Assigned task
From the records below, output exactly the lines running from the line containing "by one tick" through the line containing "update_charge(state, input);", and no others.

Data for this exercise
....
//! Player controller
//!
//! Turns the per-tick intent into movement, staff handling, attacks and mana
//! charging. Physics runs every tick, paralyzed or not.

use glam::Vec2;

use super::ballistics::fire_projectile;
use super::state::{CombatState, GameEvent, GameState, Player, WARNING_USE_MANA};
use super::tick::Intent;
use crate::consts::*;
use crate::{angle_between, direction};

/// Ticks the "use remaining mana" warning stays up
const USE_MANA_WARNING_TICKS: u32 = 60;

/// Advance the player by one tick
pub fn update_player(state: &mut GameState, input: &Intent) {
    if state.player.paralyzed {
        let player = &mut state.player;
        player.combat = CombatState::Idle;
        player.mana_full = false;
    } else {
        apply_aim(&mut state.player, input);
        update_charge(state, input);
        try_start_attack(&mut state.player, input);
        apply_movement(&mut state.player, input);
        if let Some((origin, angle)) = advance_attack(&mut state.player) {
            fire_projectile(state, origin, angle);
        }
    }

    let player = &mut state.player;
    apply_physics(player);
    update_staff_tween(player);
    player.hit_flash = player.hit_flash.saturating_sub(1);
    player.invulnerability = player.invulnerability.saturating_sub(1);
}

/// Stick aim overrides the pointer target and pulls the staff out
fn apply_aim(player: &mut Player, input: &Intent) {
    if input.equip_toggle {
        player.staff_equipped = !player.staff_equipped;
    }

    if input.aim_x.abs() > AIM_DEADZONE || input.aim_y.abs() > AIM_DEADZONE {
        player.aim_target = player.center() + Vec2::new(input.aim_x, input.aim_y) * STICK_AIM_DISTANCE;
        player.staff_equipped = true;
    } else if let Some(target) = input.aim_target {
        player.aim_target = target;
    }
}

fn update_charge(state: &mut GameState, input: &Intent) {
    let player = &mut state.player;
    let mut refused = false;

    if input.charge {
        if player.combat == CombatState::Idle {
            if player.mana < player.stats.mana_cost {
                player.combat = CombatState::Charging;
            } else {
                refused = true;
            }
        }
    } else if player.is_charging() {
        player.combat = CombatState::Idle;
    }

    if player.is_charging() {
        player.staff_equipped = true;
        let max = player.stats.max_mana;
        if player.mana < max {
            player.mana += player.stats.mana_charge_speed;
            if player.mana >= max {
                player.mana = max;
                if !player.mana_full {
                    player.mana_full = true;
                    state.events.push(GameEvent::ManaFull);
                }
            } else {
                player.mana_full = false;
            }
        }
    } else {
        player.mana_full = false;
    }

    if refused {
        state.raise_warning(WARNING_USE_MANA, USE_MANA_WARNING_TICKS);
    }
}

fn try_start_attack(player: &mut Player, input: &Intent) {
    if input.shoot
        && player.staff_equipped
        && player.combat == CombatState::Idle
        && player.mana >= player.stats.mana_cost
    {
        player.combat = CombatState::Attacking { frame: 0.0 };
    }
}

fn apply_movement(player: &mut Player, input: &Intent) {
    let left = input.move_x < -MOVE_DEADZONE;
    let right = input.move_x > MOVE_DEADZONE;
    let moving = left || right;

    if player.staff_equipped && !player.is_charging() {
        player.facing_right = player.aim_target.x >= player.center().x;
    } else if right {
        player.facing_right = true;
    } else if left {
        player.facing_right = false;
    }

    if moving && player.grounded {
        player.walk_frame += 0.2;
    } else {
        player.walk_frame = 0.0;
    }

    if left {
        player.pos.x -= player.stats.move_speed;
    }
    if right {
        player.pos.x += player.stats.move_speed;
    }

    if input.jump && player.grounded {
        player.vy = player.stats.jump_force;
        player.grounded = false;
    }
}

/// Step the swing; returns the muzzle point and angle on the firing tick
fn advance_attack(player: &mut Player) -> Option<(Vec2, f32)> {
    let CombatState::Attacking { frame } = player.combat else {
        return None;
    };

    let next = frame + ATTACK_FRAME_STEP;
    let mut shot = None;
    if frame.floor() < ATTACK_FIRE_FRAME && next.floor() >= ATTACK_FIRE_FRAME {
        let center = player.center();
        let angle = angle_between(center, player.aim_target);
        let muzzle = center + direction(angle) * STAFF_LENGTH + Vec2::new(0.0, 10.0);
        player.drain_mana(player.stats.mana_cost);
        shot = Some((muzzle, angle));
    }

    player.combat = if next >= ATTACK_END_FRAME {
        CombatState::Idle
    } else {
        CombatState::Attacking { frame: next }
    };
    shot
}

fn apply_physics(player: &mut Player) {
    player.vy += GRAVITY;
    player.pos.y += player.vy;
    if player.pos.y + player.size.y >= GROUND_Y {
        player.pos.y = GROUND_Y - player.size.y;
        player.vy = 0.0;
        player.grounded = true;
    } else {
        player.grounded = false;
    }

    player.pos.x = player
        .pos
        .x
        .clamp(WALL_WIDTH, CANVAS_WIDTH - WALL_WIDTH - player.size.x);
}

fn update_staff_tween(player: &mut Player) {
    let target = if player.staff_equipped { 1.0 } else { 0.0 };
    if player.staff_anim < target {
        player.staff_anim = (player.staff_anim + EQUIP_SPEED).min(target);
    } else if player.staff_anim > target {
        player.staff_anim = (player.staff_anim - EQUIP_SPEED).max(target);
    }
}

#[cfg(test)]
mod tests {
    use super::*;

    fn count_mana_full(state: &GameState) -> usize {
        state
            .events
            .iter()
            .filter(|e| **e == GameEvent::ManaFull)
            .count()
    }

    #[test]
    fn test_gravity_and_jump() {
        let mut state = GameState::new(1);
        let jump = Intent {
            jump: true,
            ..Default::default()
        };
        update_player(&mut state, &jump);
        assert!(!state.player.grounded);
        // Jump impulse then one tick of gravity
        assert_eq!(state.player.vy, -9.5);

        let idle = Intent::default();
        for _ in 0..100 {
            update_player(&mut state, &idle);
        }
        assert!(state.player.grounded);
        assert_eq!(state.player.vy, 0.0);
        assert_eq!(state.player.pos.y + state.player.size.y, GROUND_Y);
    }

    #[test]
    fn test_walls_clamp() {
        let mut state = GameState::new(1);
        let left = Intent {
            move_x: -1.0,
            ..Default::default()
        };
        for _ in 0..200 {
            update_player(&mut state, &left);
        }
        assert_eq!(state.player.pos.x, WALL_WIDTH);
        assert!(!state.player.facing_right);

        let right = Intent {
            move_x: 1.0,
            ..Default::default()
        };
        for _ in 0..300 {
            update_player(&mut state, &right);
        }
        assert_eq!(state.player.pos.x, CANVAS_WIDTH - WALL_WIDTH - PLAYER_WIDTH);
    }

    #[test]
    fn test_small_stick_motion_ignored() {
        let mut state = GameState::new(1);
        let x = state.player.pos.x;
        let nudge = Intent {
            move_x: 0.15,
            ..Default::default()
        };
        update_player(&mut state, &nudge);
        assert_eq!(state.player.pos.x, x);
    }

    #[test]
    fn test_equip_tween() {
        let mut state = GameState::new(1);
        let toggle = Intent {
            equip_toggle: true,
            ..Default::default()
        };
        update_player(&mut state, &toggle);
        assert!(state.player.staff_equipped);
        assert!((state.player.staff_anim - 0.15).abs() < 1e-6);

        for _ in 0..10 {
            update_player(&mut state, &Intent::default());
        }
        assert_eq!(state.player.staff_anim, 1.0);

        update_player(&mut state, &toggle);
        for _ in 0..10 {
            update_player(&mut state, &Intent::default());
        }
        assert_eq!(state.player.staff_anim, 0.0);
    }

    #[test]
    fn test_attack_fires_once() {
        let mut state = GameState::new(1);
        state.player.staff_equipped = true;
        state.player.aim_target = state.player.center() + Vec2::new(100.0, 0.0);
        let shoot = Intent {
            shoot: true,
            ..Default::default()
        };
        update_player(&mut state, &shoot);
        assert!(state.player.is_attacking());

        let mut ticks = 1;
        while state.player.is_attacking() {
            update_player(&mut state, &Intent::default());
            ticks += 1;
        }
        assert_eq!(ticks, 16);
        assert_eq!(state.projectiles.len(), 1);
        assert_eq!(state.player.mana, 85.0);
        // Muzzle sits at the staff tip to the right of the player
        let p = &state.projectiles[0];
        assert!(p.pos.x > state.player.center().x + 40.0);
        assert!(p.vel.x > 0.0);
    }

    #[test]
    fn test_attack_needs_staff_and_mana() {
        let mut state = GameState::new(1);
        let shoot = Intent {
            shoot: true,
            ..Default::default()
        };
        update_player(&mut state, &shoot);
        assert_eq!(state.player.combat, CombatState::Idle);

        state.player.staff_equipped = true;
        state.player.mana = 10.0;
        update_player(&mut state, &shoot);
        assert_eq!(state.player.combat, CombatState::Idle);
    }

    #[test]
    fn test_charge_to_full_fires_once() {
        let mut state = GameState::new(1);
        state.player.mana = 0.0;
        let charge = Intent {
            charge: true,
            ..Default::default()
        };

        for _ in 0..333 {
            update_player(&mut state, &charge);
        }
        assert!(state.player.mana < 100.0);
        assert_eq!(count_mana_full(&state), 0);

        update_player(&mut state, &charge);
        assert_eq!(state.player.mana, 100.0);
        assert_eq!(count_mana_full(&state), 1);

        // Keep holding: no repeat
        for _ in 0..200 {
            update_player(&mut state, &charge);
        }
        assert_eq!(count_mana_full(&state), 1);
        assert!(state.player.is_charging());
        assert!(state.player.staff_equipped);
    }

    #[test]
    fn test_charge_refused_with_enough_mana() {
        let mut state = GameState::new(1);
        let charge = Intent {
            charge: true,
            ..Default::default()
        };
        update_player(&mut state, &charge);
        update_player(&mut state, &charge);
        assert_eq!(state.player.combat, CombatState::Idle);
        let warnings = state
            .events
            .iter()
            .filter(|e| matches!(e, GameEvent::Warning { .. }))
            .count();
        assert_eq!(warnings, 1);
        assert_eq!(state.warning.as_ref().unwrap().text, WARNING_USE_MANA);
    }

    #[test]
    fn test_release_stops_charging() {
        let mut state = GameState::new(1);
        state.player.mana = 0.0;
        let charge = Intent {
            charge: true,
            ..Default::default()
        };
        update_player(&mut state, &charge);
        assert!(state.player.is_charging());
        update_player(&mut state, &Intent::default());
        assert_eq!(state.player.combat, CombatState::Idle);
    }

    #[test]
    fn test_paralysis_blocks_input_not_physics() {
        let mut state = GameState::new(1);
        state.player.mana = 0.0;
        state.player.combat = CombatState::Charging;
        state.player.paralyzed = true;
        state.player.pos.y -= 100.0;
        state.player.grounded = false;
        let x = state.player.pos.x;
        let busy = Intent {
            move_x: 1.0,
            jump: true,
            charge: true,
            ..Default::default()
        };
        update_player(&mut state, &busy);
        assert_eq!(state.player.combat, CombatState::Idle);
        assert_eq!(state.player.pos.x, x);
        assert_eq!(state.player.mana, 0.0);
        assert_eq!(state.player.vy, GRAVITY);
    }

    #[test]
    fn test_stick_aim_equips_and_faces() {
        let mut state = GameState::new(1);
        let aim = Intent {
            aim_x: -1.0,
            ..Default::default()
        };
        update_player(&mut state, &aim);
        assert!(state.player.staff_equipped);
        assert!(!state.player.facing_right);
    }

    #[test]
    fn test_damage_timers_count_down() {
        let mut state = GameState::new(1);
        state.player.invulnerability = 2;
        state.player.hit_flash = 1;
        update_player(&mut state, &Intent::default());
        update_player(&mut state, &Intent::default());
        update_player(&mut state, &Intent::default());
        assert_eq!(state.player.invulnerability, 0);
        assert_eq!(state.player.hit_flash, 0);
    }
}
....
Exercise output
/// Advance the player by one tick
pub fn update_player(state: &mut GameState, input: &Intent) {
    if state.player.paralyzed {
        let player = &mut state.player;
        player.combat = CombatState::Idle;
        player.mana_full = false;
    } else {
        apply_aim(&mut state.player, input);
        update_charge(state, input);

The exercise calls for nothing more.